Traveler swimming beneath a waterfall in the mountains near Jardín Colombia

Written by Ryan MacLeod Canada

Stay: November 2025, 3 nights

A Canadian Firefighter Finds the Best Adventure of His Life in Jardín

Three days. That is all I had, and I was going to make every single second count.

Look, when you spend eleven months a year running into burning buildings in Northern Alberta, your vacation time is sacred. I had three weeks in Colombia and a list of things that would make my adrenaline-junkie friends back at the station jealous. Medellín was fun. Guatapé was cool. But Jardín? Jardín absolutely sent it.

A guy I met at a hostel in El Poblado told me about Isla de Pascua. "Bro, they have a pool, the mountains are insane, and you can literally paraglide over the whole valley." That is all I needed to hear. I booked three nights, hopped on the bus, and showed up ready to go.

Day One: Paragliding — Yes, It Is That Good

I did not come to Jardín to relax. I mean, I relaxed eventually — that pool has some kind of magic spell on it — but my first priority was getting in the air.

I booked a paragliding flight through the hostel reception the night I arrived, and by 9 AM the next morning I was standing on a hillside above town, strapped to a tandem pilot named Andrés, listening to him calmly explain the launch procedure while my heart was doing about 180 beats per minute.

Then we ran.

And then we were flying.

I have jumped out of planes. I have rappelled down cliffs. I have been lowered into burning structures on ropes in zero visibility. But paragliding over the valley of Jardín was something else entirely. It was not the rush of speed or danger — it was the opposite. It was slow, silent, and impossibly beautiful. You are just... floating. The town below you looks like a toy village. The green mountains stretch out in every direction. The Basilica's spires catch the morning light. And the only sound is the wind in the canopy above your head.

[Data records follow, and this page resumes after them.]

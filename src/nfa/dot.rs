/*!
Export an automaton in the Graphviz DOT format.

The output lists every node in table order, each followed by its outgoing
edges:

```text
digraph G {
  n0[shape=doublecircle,label="n0\n1"]
  n0->n2[label="a"]
  n1[shape=rectangle]
  n1->n2[label="a"]
  n2[shape=circle]
  ...
}
```

Dead nodes are drawn as rectangles, accepting nodes as double circles
labeled with their accept token, and every other node as a plain circle.
Epsilon edges are dotted. The same text is produced by the `Display`
implementation of [`Context`].
*/

use core::fmt;

use crate::nfa::context::Context;

/// Write `ctx`'s automaton to `wtr` in the DOT format.
#[cfg(feature = "std")]
pub fn write<W: std::io::Write>(
    ctx: &Context,
    mut wtr: W,
) -> std::io::Result<()> {
    write!(wtr, "{}", ctx)
}

impl fmt::Display for Context {
    fn fmt(&self, f: &mut fmt::Formatter<'_>) -> fmt::Result {
        writeln!(f, "digraph G {{")?;
        for (_, node) in self.graph().iter() {
            let data = &node.data;
            let shape = if data.is_dead() {
                "rectangle"
            } else if data.accept().is_some() {
                "doublecircle"
            } else {
                "circle"
            };
            write!(f, "  n{}[shape={}", data.id, shape)?;
            if let Some(token) = data.accept() {
                write!(f, ",label=\"n{}\\n{}\"", data.id, token)?;
            }
            writeln!(f, "]")?;
            for edge in node.edges().iter() {
                let dest = self.graph().node(edge.dest()).data.id;
                write!(f, "  n{}->n{}", data.id, dest)?;
                if edge.data.is_epsilon() {
                    writeln!(f, "[style=dotted]")?;
                } else {
                    writeln!(f, "[label=\"{}\"]", Symbol(edge.data.symbol))?;
                }
            }
        }
        writeln!(f, "}}")
    }
}

/// A byte as it appears inside a quoted DOT label.
struct Symbol(u8);

impl fmt::Display for Symbol {
    fn fmt(&self, f: &mut fmt::Formatter<'_>) -> fmt::Result {
        match self.0 {
            b'"' => write!(f, "\\\""),
            b'\\' => write!(f, "\\\\"),
            b => write!(f, "{}", char::from(b)),
        }
    }
}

Andrés let me take the controls for a bit, which was a mistake because I immediately tried to do a hard turn. He laughed, took them back, and said, "Tranquilo, amigo." Fair enough.

We flew for about twenty minutes and landed in a field on the edge of town. I wanted to go again immediately. I did not go again immediately because I had a waterfall to find.

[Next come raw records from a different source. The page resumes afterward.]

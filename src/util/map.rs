/*!
An open addressing hash map using Robin Hood hashing.

Every occupied slot records its probe distance: one more than how far it sits
from its key's home slot. Zero marks an empty slot. Insertion walks forward
from the home slot and, whenever the item being placed has travelled further
than the slot's occupant, swaps the two and carries on placing the evicted
occupant. This keeps probe sequences short and lets lookups stop after
`max_distance` steps, the largest distance ever recorded.

There is no removal. The table only ever grows: before an insertion would
push the load factor over one half, the capacity doubles (starting at 8) and
every entry is reinserted. Each table is charged against an
[`Arena`](crate::util::arena::Arena) and never handed back.
*/

use alloc::vec::Vec;
use core::{
    borrow::Borrow,
    cmp, fmt,
    hash::{BuildHasher, Hash, Hasher},
    mem,
};

use crate::util::{arena::Arena, fnv};

const INITIAL_CAPACITY: usize = 8;

#[derive(Clone)]
struct Slot<K, V> {
    entry: Option<(K, V)>,
    // 0 means empty. Otherwise 1 + displacement from the home slot.
    distance: u32,
}

impl<K, V> Slot<K, V> {
    const fn empty() -> Slot<K, V> {
        Slot { entry: None, distance: 0 }
    }
}

/// A Robin Hood hash map from `K` to `V`.
#[derive(Clone)]
pub struct Map<K, V, S = fnv::BuildHasher> {
    table: Vec<Slot<K, V>>,
    len: usize,
    max_distance: u32,
    hasher: S,
}

impl<K, V, S: Default> Default for Map<K, V, S> {
    fn default() -> Map<K, V, S> {
        Map::with_hasher(S::default())
    }
}

impl<K, V> Map<K, V> {
    /// Create an empty map. No arena space is used until the first insert.
    pub fn new() -> Map<K, V> {
        Map::default()
    }
}

impl<K, V, S> Map<K, V, S> {
    /// Create an empty map that hashes keys with the given builder.
    pub fn with_hasher(hasher: S) -> Map<K, V, S> {
        Map { table: Vec::new(), len: 0, max_distance: 0, hasher }
    }

    /// Returns the number of entries in this map.
    pub fn len(&self) -> usize {
        self.len
    }

    /// Returns true if and only if this map has no entries.
    pub fn is_empty(&self) -> bool {
        self.len == 0
    }

    /// Returns the number of slots in the table.
    pub fn capacity(&self) -> usize {
        self.table.len()
    }

    /// The longest probe distance recorded since the table was last rebuilt.
    ///
    /// Lookups never probe more than this many slots.
    pub fn max_distance(&self) -> u32 {
        self.max_distance
    }

    /// Remove every entry. The table keeps its capacity.
    pub fn clear(&mut self) {
        for slot in self.table.iter_mut() {
            *slot = Slot::empty();
        }
        self.len = 0;
        self.max_distance = 0;
    }

    /// Iterate over the entries in slot order.
    pub fn iter(&self) -> Iter<'_, K, V> {
        Iter { slots: self.table.iter() }
    }

    pub(crate) fn key_at(&self, index: usize) -> Option<&K> {
        self.table[index].entry.as_ref().map(|(k, _)| k)
    }
}

impl<K: Hash + Eq, V, S: BuildHasher> Map<K, V, S> {
    /// Insert `value` under `key`.
    ///
    /// If `key` is already present, the map is left untouched and the
    /// existing value is returned. Otherwise the entry is added and `None`
    /// is returned.
    pub fn insert(
        &mut self,
        arena: &mut Arena,
        key: K,
        value: V,
    ) -> Option<&mut V> {
        match self.insert_index(arena, key, value) {
            None => None,
            Some(index) => self.table[index].entry.as_mut().map(|(_, v)| v),
        }
    }

    /// Returns the value stored under `key`.
    pub fn get<Q>(&self, key: &Q) -> Option<&V>
    where
        K: Borrow<Q>,
        Q: Hash + Eq + ?Sized,
    {
        let index = self.find(key)?;
        self.table[index].entry.as_ref().map(|(_, v)| v)
    }

    /// Returns the value stored under `key` mutably.
    pub fn get_mut<Q>(&mut self, key: &Q) -> Option<&mut V>
    where
        K: Borrow<Q>,
        Q: Hash + Eq + ?Sized,
    {
        let index = self.find(key)?;
        self.table[index].entry.as_mut().map(|(_, v)| v)
    }

    /// Returns true if and only if `key` is present.
    pub fn contains_key<Q>(&self, key: &Q) -> bool
    where
        K: Borrow<Q>,
        Q: Hash + Eq + ?Sized,
    {
        self.find(key).is_some()
    }

    /// Insert an entry, returning the slot index of the existing entry with
    /// the same key if there is one.
    pub(crate) fn insert_index(
        &mut self,
        arena: &mut Arena,
        key: K,
        value: V,
    ) -> Option<usize> {
        if self.len + 1 > self.capacity() >> 1 {
            self.grow(arena);
        }
        self.place(key, value)
    }

    fn place(&mut self, key: K, value: V) -> Option<usize> {
        let mask = self.capacity() - 1;
        let mut index = self.home(&key);
        let mut distance = 1;
        let mut current = (key, value);
        for _ in 0..self.capacity() {
            let slot = &mut self.table[index];
            let occupant = match slot.entry {
                None => {
                    slot.entry = Some(current);
                    slot.distance = distance;
                    self.max_distance = cmp::max(self.max_distance, distance);
                    self.len += 1;
                    return None;
                }
                Some(ref mut occupant) => occupant,
            };
            if occupant.0 == current.0 {
                return Some(index);
            }
            if slot.distance < distance {
                mem::swap(occupant, &mut current);
                mem::swap(&mut slot.distance, &mut distance);
                self.max_distance = cmp::max(self.max_distance, slot.distance);
            }
            index = (index + 1) & mask;
            distance += 1;
        }
        panic!("map is unexpectedly full")
    }

    fn find<Q>(&self, key: &Q) -> Option<usize>
    where
        K: Borrow<Q>,
        Q: Hash + Eq + ?Sized,
    {
        if self.table.is_empty() {
            return None;
        }
        let mask = self.capacity() - 1;
        let mut index = self.home(key);
        for _ in 0..self.max_distance {
            if let Some((ref k, _)) = self.table[index].entry {
                if k.borrow() == key {
                    return Some(index);
                }
            }
            index = (index + 1) & mask;
        }
        None
    }

    fn grow(&mut self, arena: &mut Arena) {
        let capacity = match self.capacity() {
            0 => INITIAL_CAPACITY,
            n => n << 1,
        };
        arena.alloc::<Slot<K, V>>(capacity);
        let mut table = Vec::with_capacity(capacity);
        table.resize_with(capacity, Slot::empty);
        let old = mem::replace(&mut self.table, table);
        self.len = 0;
        self.max_distance = 0;
        for slot in old {
            if let Some((key, value)) = slot.entry {
                self.place(key, value);
            }
        }
    }

    fn home<Q: Hash + ?Sized>(&self, key: &Q) -> usize {
        let mut state = self.hasher.build_hasher();
        key.hash(&mut state);
        (state.finish() as usize) & (self.capacity() - 1)
    }
}

impl<K: fmt::Debug, V: fmt::Debug, S> fmt::Debug for Map<K, V, S> {
    fn fmt(&self, f: &mut fmt::Formatter<'_>) -> fmt::Result {
        f.debug_map().entries(self.iter()).finish()
    }
}

/// An iterator over the entries of a [`Map`], in slot order.
#[derive(Debug)]
pub struct Iter<'a, K, V> {
    slots: core::slice::Iter<'a, Slot<K, V>>,
}

impl<'a, K, V> Iterator for Iter<'a, K, V> {
    type Item = (&'a K, &'a V);

    fn next(&mut self) -> Option<(&'a K, &'a V)> {
        self.slots.by_ref().find_map(|slot| {
            slot.entry.as_ref().map(|&(ref k, ref v)| (k, v))
        })
    }
}

impl<K: fmt::Debug, V: fmt::Debug> fmt::Debug for Slot<K, V> {
    fn fmt(&self, f: &mut fmt::Formatter<'_>) -> fmt::Result {
        match self.entry {
            None => write!(f, "empty"),
            Some((ref k, ref v)) => {
                write!(f, "{:?} => {:?} ({})", k, v, self.distance)
            }
        }
    }
}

Day One, Part Two: Charco Corazón

After paragliding, a normal person would probably have lunch and rest. I am not a normal person. I asked the hostel staff about swimming holes and they pointed me toward Charco Corazón — a natural pool fed by a waterfall about an hour's hike from town.

The hike was beautiful. Muddy, steep in places, through coffee farms and forest, but nothing that would trouble anyone in reasonable shape. When I got to the waterfall, there were maybe four other people there. The water was cold — and I mean Alberta-river-in-June cold — but after the hike I needed it.

I spent two hours at that swimming hole. Jumping off rocks, swimming under the falls, lying on a warm boulder and letting the sun dry me off before jumping in again. There is something about swimming in a natural pool surrounded by jungle-covered mountains that resets your brain. All the stress, all the calls, all the nights where you come home smelling like smoke — it just dissolves.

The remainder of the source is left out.